Gestational weight gain and unplanned or emergency cesarean delivery in the United States

Publication date: Available online 6 August 2018

Source: Women and Birth

Author(s): Zelalem T. Haile, Bhakti Chavan, Asli K. Teweldeberhan, Ilana R. Azulay Chertok, John Francescon

Abstract
Background

In the United States, the rates of cesarean delivery are well above the World Health Organization recommended target. Although obesity is a widely established risk factor for cesarean delivery, there is limited population-based research that examines the relationship between gestational weight gain and cesarean delivery.

Objective

To determine the association between gestational weight gain and unplanned or emergency cesarean delivery.

Methods

We examined 2107 mothers from the Infant Feeding Practices Study II 2005–2007. The Institute of Medicine's current guidelines were used to define categories of gestational weight gain: inadequate (less than the recommended guideline), adequate (within the recommended guideline) and excessive (above the recommended guideline).

Findings

Approximately 49.3% and 13.6% of the participants had excessive weight gain and unplanned or emergency cesarean delivery, respectively.
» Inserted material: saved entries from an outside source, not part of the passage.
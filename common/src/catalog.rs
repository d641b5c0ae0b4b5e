//! Static catalog of supported currencies.

use std::collections::HashSet;

use crate::currency::{Currency, CurrencyCode};
use crate::error::CatalogError;

/// Built-in catalog entries. The first entry is the pivot currency.
const DEFAULT_CURRENCIES: &[(&str, &str, &str)] = &[
    ("INR", "₹", "Indian Rupee"),
    ("USD", "$", "US Dollar"),
    ("EUR", "€", "Euro"),
    ("GBP", "£", "British Pound"),
    ("JPY", "¥", "Japanese Yen"),
    ("AUD", "A$", "Australian Dollar"),
    ("CAD", "C$", "Canadian Dollar"),
    ("CHF", "Fr", "Swiss Franc"),
    ("CNY", "¥", "Chinese Yuan"),
    ("SGD", "S$", "Singapore Dollar"),
];

/// Immutable, ordered list of supported currencies.
///
/// The first entry is the pivot currency: every stored amount is
/// denominated in it and every cached rate is relative to it.
#[derive(Debug, Clone, PartialEq, Eq)]
pub struct CurrencyCatalog {
    currencies: Vec<Currency>,
}

impl CurrencyCatalog {
    /// Build a catalog from an ordered list, pivot first.
    pub fn new(currencies: Vec<Currency>) -> Result<Self, CatalogError> {
        if currencies.is_empty() {
            return Err(CatalogError::Empty);
        }

        let mut seen = HashSet::with_capacity(currencies.len());
        for currency in &currencies {
            if currency.code.as_str().is_empty() {
                return Err(CatalogError::BlankCode);
            }
            if !seen.insert(currency.code.clone()) {
                return Err(CatalogError::DuplicateCode(currency.code.clone()));
            }
        }

        Ok(Self { currencies })
    }

    /// All currencies in catalog order.
    pub fn list(&self) -> &[Currency] {
        &self.currencies
    }

    /// Look up a currency by code (case-insensitive).
    pub fn find(&self, code: &str) -> Option<&Currency> {
        let code = CurrencyCode::new(code);
        self.currencies.iter().find(|c| c.code == code)
    }

    /// Check whether a code is listed.
    pub fn contains(&self, code: &str) -> bool {
        self.find(code).is_some()
    }

    /// The pivot currency.
    pub fn pivot(&self) -> &Currency {
        // Construction guarantees at least one entry.
        &self.currencies[0]
    }

    /// Code of the pivot currency.
    pub fn pivot_code(&self) -> &CurrencyCode {
        &self.pivot().code
    }

    pub fn len(&self) -> usize {
        self.currencies.len()
    }

    pub fn is_empty(&self) -> bool {
        self.currencies.is_empty()
    }
}

impl Default for CurrencyCatalog {
    fn default() -> Self {
        Self {
            currencies: DEFAULT_CURRENCIES
                .iter()
                .map(|(code, symbol, name)| Currency::new(*code, *symbol, *name))
                .collect(),
        }
    }
}

#[cfg(test)]
mod tests {
    use super::*;

    #[test]
    fn test_default_catalog_pivot_is_inr() {
        let catalog = CurrencyCatalog::default();
        assert_eq!(catalog.pivot().code, "INR");
        assert_eq!(catalog.pivot().symbol, "₹");
        assert_eq!(catalog.len(), 10);
    }

    #[test]
    fn test_find_is_case_insensitive() {
        let catalog = CurrencyCatalog::default();
        let usd = catalog.find("usd").unwrap();
        assert_eq!(usd.name, "US Dollar");
        assert!(catalog.find("ZZZ").is_none());
    }

    #[test]
    fn test_list_preserves_order() {
        let catalog = CurrencyCatalog::default();
        let codes: Vec<&str> = catalog.list().iter().map(|c| c.code()).collect();
        assert_eq!(&codes[..3], &["INR", "USD", "EUR"]);
        assert_eq!(codes.last(), Some(&"SGD"));
    }

    #[test]
    fn test_rejects_duplicates_and_empty() {
        assert_eq!(CurrencyCatalog::new(vec![]), Err(CatalogError::Empty));

        let result = CurrencyCatalog::new(vec![
            Currency::new("USD", "$", "US Dollar"),
            Currency::new("usd", "$", "Another Dollar"),
        ]);
        assert_eq!(
            result,
            Err(CatalogError::DuplicateCode(CurrencyCode::new("USD")))
        );
    }

    #[test]
    fn test_custom_catalog_pivot_is_first() {
        let catalog = CurrencyCatalog::new(vec![
            Currency::new("EUR", "€", "Euro"),
            Currency::new("USD", "$", "US Dollar"),
        ])
        .unwrap();
        assert_eq!(catalog.pivot_code(), &CurrencyCode::new("EUR"));
    }
}
//! End-to-end facade behavior across restarts, outages and overlapping refreshes.

use std::sync::Arc;

use finmate_common::CurrencyCatalog;
use finmate_fx::{
    CurrencyFacade, FeedResponse, FetchError, FileStore, FlakyStore, FxConfig, FxError,
    KeyValueStore, MemoryStore, MockRateFeed,
};

fn facade_with(feed: Arc<MockRateFeed>, store: Arc<dyn KeyValueStore>) -> Arc<CurrencyFacade> {
    Arc::new(CurrencyFacade::new(
        CurrencyCatalog::default(),
        feed,
        store,
        &FxConfig::default(),
    ))
}

#[tokio::test]
async fn selection_survives_restart() {
    let dir = tempfile::tempdir().unwrap();
    let path = dir.path().join("finmate.json");

    let feed = Arc::new(MockRateFeed::new("feed"));
    feed.set_rates([("USD", 0.012)]);

    let first = facade_with(feed.clone(), Arc::new(FileStore::new(&path)));
    first.initialize().await.await.unwrap();
    first.select_currency("USD").await.unwrap();
    drop(first);

    let restarted = facade_with(feed, Arc::new(FileStore::new(&path)));
    restarted.initialize().await.await.unwrap();

    assert_eq!(restarted.selected_currency().code, "USD");
}

#[tokio::test]
async fn cached_rates_used_when_offline_after_restart() {
    let store: Arc<dyn KeyValueStore> = Arc::new(MemoryStore::new());

    let online = Arc::new(MockRateFeed::new("online"));
    online.set_rates([("USD", 0.012), ("EUR", 0.011)]);
    let first = facade_with(online, store.clone());
    first.initialize().await.await.unwrap();
    let fetched_at = first.rates_last_updated().unwrap();

    let offline = Arc::new(MockRateFeed::new("offline"));
    offline.set_error(FetchError::Transport("network unreachable".into()));
    let restarted = facade_with(offline.clone(), store);
    restarted.initialize().await.await.unwrap();
    restarted.select_currency("EUR").await.unwrap();

    assert_eq!(offline.calls(), 1);
    assert_eq!(restarted.rates_last_updated(), Some(fetched_at));
    assert!((restarted.convert_amount(1000.0, None) - 11.0).abs() < 1e-9);
    assert_eq!(restarted.format_amount(1000.0, None), "€11.00");
}

#[tokio::test]
async fn failed_refresh_writes_nothing() {
    let feed = Arc::new(MockRateFeed::new("feed"));
    let store = Arc::new(FlakyStore::new());
    let facade = facade_with(feed.clone(), store.clone());

    feed.set_rates([("USD", 0.012)]);
    facade.initialize().await.await.unwrap();
    let before = facade.snapshot();
    let writes = store.writes();

    for err in [
        FetchError::Status { status: 404 },
        FetchError::Decode("expected value at line 1".into()),
        FetchError::EmptyRates,
    ] {
        feed.push(Err(err.clone()));
        let result = facade.refresh_rates().await;
        assert_eq!(result.unwrap_err(), FxError::from(err));
    }
    feed.push(Ok(FeedResponse::new([("INR", 1.0)])));
    assert!(facade.refresh_rates().await.is_err());

    assert_eq!(facade.snapshot(), before);
    assert_eq!(store.writes(), writes);
}

#[tokio::test(flavor = "multi_thread", worker_threads = 2)]
async fn overlapping_refreshes_commit_whole_tables() {
    let feed = Arc::new(MockRateFeed::new("feed"));
    let facade = facade_with(feed.clone(), Arc::new(MemoryStore::new()));

    feed.push(Ok(FeedResponse::new([("USD", 0.012), ("EUR", 0.011)])));
    feed.push(Ok(FeedResponse::new([("GBP", 0.0095), ("JPY", 1.8)])));
    feed.hold();

    let a = tokio::spawn({
        let facade = facade.clone();
        async move { facade.refresh_rates().await }
    });
    feed.wait_for_calls(1).await;
    let b = tokio::spawn({
        let facade = facade.clone();
        async move { facade.refresh_rates().await }
    });

    // Reads during the in-flight refresh see the previous table.
    assert!(facade.snapshot().table.is_pivot_only());
    assert_eq!(facade.convert_amount(100.0, Some("USD")), 100.0);

    feed.release();
    let first = a.await.unwrap().unwrap();
    let second = b.await.unwrap().unwrap();

    let current = facade.snapshot();
    assert!(current == first || current == second);
    let has_first = current.table.contains("USD") || current.table.contains("EUR");
    let has_second = current.table.contains("GBP") || current.table.contains("JPY");
    assert!(has_first != has_second, "tables were merged: {current:?}");
    assert_eq!(feed.calls(), 2);
}

#[tokio::test]
async fn reinitialize_against_same_store_keeps_state() {
    let feed = Arc::new(MockRateFeed::new("feed"));
    feed.set_rates([("SGD", 0.016)]);
    let store: Arc<dyn KeyValueStore> = Arc::new(MemoryStore::new());

    let facade = facade_with(feed.clone(), store.clone());
    facade.initialize().await.await.unwrap();
    facade.select_currency("SGD").await.unwrap();

    let again = facade_with(feed, store);
    let pending = again.initialize().await;
    assert_eq!(again.selected_currency().code, "SGD");
    assert_eq!(again.snapshot().table.get("SGD"), Some(0.016));
    pending.await.unwrap();

    assert_eq!(again.format_amount(10_000.0, None), "S$160.00");
}
//! Currency types for FinMate.

use serde::{Deserialize, Serialize};
use std::borrow::Borrow;
use std::fmt;

/// ISO 4217-style currency code, always upper-case.
#[derive(Debug, Clone, PartialEq, Eq, PartialOrd, Ord, Hash, Serialize, Deserialize)]
#[serde(from = "String")]
pub struct CurrencyCode(String);

impl CurrencyCode {
    /// Create a new currency code, normalizing to upper-case.
    pub fn new(code: impl Into<String>) -> Self {
        let mut code = code.into();
        code.make_ascii_uppercase();
        Self(code.trim().to_string())
    }

    /// Get the code as a string slice.
    pub fn as_str(&self) -> &str {
        &self.0
    }

    /// Check the code looks like an ISO 4217 code (three ASCII letters).
    pub fn is_iso_like(&self) -> bool {
        self.0.len() == 3 && self.0.chars().all(|c| c.is_ascii_uppercase())
    }
}

impl fmt::Display for CurrencyCode {
    fn fmt(&self, f: &mut fmt::Formatter<'_>) -> fmt::Result {
        write!(f, "{}", self.0)
    }
}

impl From<&str> for CurrencyCode {
    fn from(s: &str) -> Self {
        Self::new(s)
    }
}

impl From<String> for CurrencyCode {
    fn from(s: String) -> Self {
        Self::new(s)
    }
}

impl Borrow<str> for CurrencyCode {
    fn borrow(&self) -> &str {
        &self.0
    }
}

impl AsRef<str> for CurrencyCode {
    fn as_ref(&self) -> &str {
        &self.0
    }
}

impl PartialEq<str> for CurrencyCode {
    fn eq(&self, other: &str) -> bool {
        self.0 == other
    }
}

impl PartialEq<&str> for CurrencyCode {
    fn eq(&self, other: &&str) -> bool {
        self.0 == *other
    }
}

/// A displayable currency: code, symbol and human-readable name.
#[derive(Debug, Clone, PartialEq, Eq, Hash, Serialize, Deserialize)]
pub struct Currency {
    /// Unique currency code.
    pub code: CurrencyCode,
    /// Symbol prepended to formatted amounts.
    pub symbol: String,
    /// Display name.
    pub name: String,
}

impl Currency {
    /// Create a new currency.
    pub fn new(
        code: impl Into<CurrencyCode>,
        symbol: impl Into<String>,
        name: impl Into<String>,
    ) -> Self {
        Self {
            code: code.into(),
            symbol: symbol.into(),
            name: name.into(),
        }
    }

    /// Get the currency code as a string slice.
    pub fn code(&self) -> &str {
        self.code.as_str()
    }
}

impl fmt::Display for Currency {
    fn fmt(&self, f: &mut fmt::Formatter<'_>) -> fmt::Result {
        write!(f, "{} ({}) {}", self.code, self.symbol, self.name)
    }
}
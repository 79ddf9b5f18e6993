//! Gateway Services Layer
//!
//! Business logic extracted from handlers. Handlers stay thin HTTP adapters
//! that build a service from [`AppState`](super::state::AppState) per request
//! and map the outcome to a status code.

pub mod order;
pub mod record;

use thiserror::Error;

use crate::store::{StoreError, ValidationError};

pub use order::OrderService;
pub use record::RecordService;

/// Service outcome for everything except "not found", which is `Ok(None)`
#[derive(Debug, Error)]
pub enum ServiceError {
    /// Input rejected by the store schema (or a reference check)
    #[error("{0}")]
    Validation(ValidationError),

    /// Any other failure; carries the underlying detail unchanged
    #[error("{0}")]
    Internal(String),
}

impl From<StoreError> for ServiceError {
    fn from(e: StoreError) -> Self {
        match e {
            StoreError::Validation(v) => ServiceError::Validation(v),
            other => ServiceError::Internal(other.to_string()),
        }
    }
}
//! Write the storefront OpenAPI document as JSON
//!
//! Usage:
//!   cargo run --bin export_openapi > openapi.json
//!   cargo run --bin export_openapi -- --output docs/openapi.json

use anyhow::Context;
use storefront::gateway::openapi::ApiDoc;
use utoipa::OpenApi;

fn output_path(args: &[String]) -> Option<&str> {
    args.iter()
        .position(|a| a == "--output")
        .and_then(|i| args.get(i + 1))
        .map(String::as_str)
}

fn main() -> anyhow::Result<()> {
    let json = ApiDoc::openapi()
        .to_pretty_json()
        .context("Failed to serialize OpenAPI document")?;

    let args: Vec<String> = std::env::args().collect();
    match output_path(&args) {
        Some(path) => {
            std::fs::write(path, &json).with_context(|| format!("Failed to write {}", path))?;
            eprintln!("OpenAPI document written to {}", path);
        }
        None => println!("{}", json),
    }
    Ok(())
}
use anyhow::{Context, Result};
use serde::{Deserialize, Serialize};
use std::fs;
use std::path::Path;

/// Port used when neither the config file nor `PORT` sets one
pub const DEFAULT_PORT: u16 = 3000;

#[derive(Debug, Serialize, Deserialize, Clone)]
pub struct AppConfig {
    #[serde(default = "default_log_level")]
    pub log_level: String,
    #[serde(default = "default_log_dir")]
    pub log_dir: String,
    #[serde(default = "default_log_file")]
    pub log_file: String,
    #[serde(default)]
    pub use_json: bool,
    /// "hourly" | "daily" | anything else means a single file
    #[serde(default = "default_rotation")]
    pub rotation: String,
    #[serde(default)]
    pub gateway: GatewayConfig,
    #[serde(default)]
    pub store: StoreConfig,
    #[serde(default)]
    pub orders: OrdersConfig,
}

fn default_log_level() -> String {
    "info".to_string()
}

fn default_log_dir() -> String {
    "./logs".to_string()
}

fn default_log_file() -> String {
    "storefront.log".to_string()
}

fn default_rotation() -> String {
    "daily".to_string()
}

impl Default for AppConfig {
    fn default() -> Self {
        Self {
            log_level: default_log_level(),
            log_dir: default_log_dir(),
            log_file: default_log_file(),
            use_json: false,
            rotation: default_rotation(),
            gateway: GatewayConfig::default(),
            store: StoreConfig::default(),
            orders: OrdersConfig::default(),
        }
    }
}

#[derive(Debug, Serialize, Deserialize, Clone)]
pub struct GatewayConfig {
    pub host: String,
    pub port: u16,
}

impl Default for GatewayConfig {
    fn default() -> Self {
        Self {
            host: "0.0.0.0".to_string(),
            port: DEFAULT_PORT,
        }
    }
}

/// Which document store backs the collections
#[derive(Debug, Serialize, Deserialize, Clone, Copy, PartialEq, Eq, Default)]
#[serde(rename_all = "lowercase")]
pub enum StoreBackend {
    #[default]
    Memory,
    Postgres,
}

#[derive(Debug, Serialize, Deserialize, Clone)]
pub struct StoreConfig {
    #[serde(default)]
    pub backend: StoreBackend,
    /// Required when `backend` is `postgres`
    #[serde(default)]
    pub postgres_url: Option<String>,
    #[serde(default = "default_max_connections")]
    pub max_connections: u32,
    /// Upper bound for every single store call
    #[serde(default = "default_timeout_ms")]
    pub timeout_ms: u64,
}

fn default_max_connections() -> u32 {
    10
}

fn default_timeout_ms() -> u64 {
    5000
}

impl Default for StoreConfig {
    fn default() -> Self {
        Self {
            backend: StoreBackend::Memory,
            postgres_url: None,
            max_connections: default_max_connections(),
            timeout_ms: default_timeout_ms(),
        }
    }
}

/// What `GET /orders/{id}` does when a stored reference points nowhere
#[derive(Debug, Serialize, Deserialize, Clone, Copy, PartialEq, Eq, Default)]
#[serde(rename_all = "lowercase")]
pub enum DanglingReference {
    /// Replace the reference field with `null` and log a warning
    #[default]
    Null,
    /// Fail the read with an internal error
    Error,
}

#[derive(Debug, Serialize, Deserialize, Clone, Copy, Default)]
pub struct OrdersConfig {
    /// Check that `userId`/`productId` exist before persisting an order
    #[serde(default)]
    pub verify_references: bool,
    #[serde(default)]
    pub dangling_reference: DanglingReference,
}

impl AppConfig {
    /// Load `config/{env}.yaml`, falling back to defaults when the file is absent.
    ///
    /// `PORT` from the environment overrides the configured port.
    pub fn load(env: &str) -> Result<Self> {
        let config_path = format!("config/{}.yaml", env);
        let mut config = if Path::new(&config_path).exists() {
            let content = fs::read_to_string(&config_path)
                .with_context(|| format!("Failed to read config file: {}", config_path))?;
            Self::from_yaml(&content)
                .with_context(|| format!("Failed to parse config file: {}", config_path))?
        } else {
            Self::default()
        };

        config.apply_port_override(std::env::var("PORT").ok().as_deref())?;
        Ok(config)
    }

    pub fn from_yaml(content: &str) -> Result<Self> {
        Ok(serde_yaml::from_str(content)?)
    }

    pub fn apply_port_override(&mut self, port: Option<&str>) -> Result<()> {
        if let Some(port) = port {
            self.gateway.port = port
                .trim()
                .parse()
                .with_context(|| format!("Invalid PORT value: {:?}", port))?;
        }
        Ok(())
    }
}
A Greater proportion of women with excessive weight gain had an unplanned or emergency cesarean delivery followed by women with adequate and inadequate weight gain, respectively (17.8%, 10.0%, 8.8%; p < 0.001). In the multivariable model, compared to women with adequate weight gain, the odds of unplanned or emergency cesarean delivery were higher among women with excessive weight gain (OR 1.56, 95% CI 1.07–2.27, p = 0.020).

Discussion

Women with excessive gestational weight gain are more likely to experience an unplanned or emergency cesarean delivery, which increases the risk for poor maternal-infant health outcomes.

Conclusion

It is critical to identify populations at increased risk of unplanned or emergency cesarean delivery and provide preconception and prenatal counseling to achieve and maintain the recommended weight gain for optimal maternal-infant health outcomes.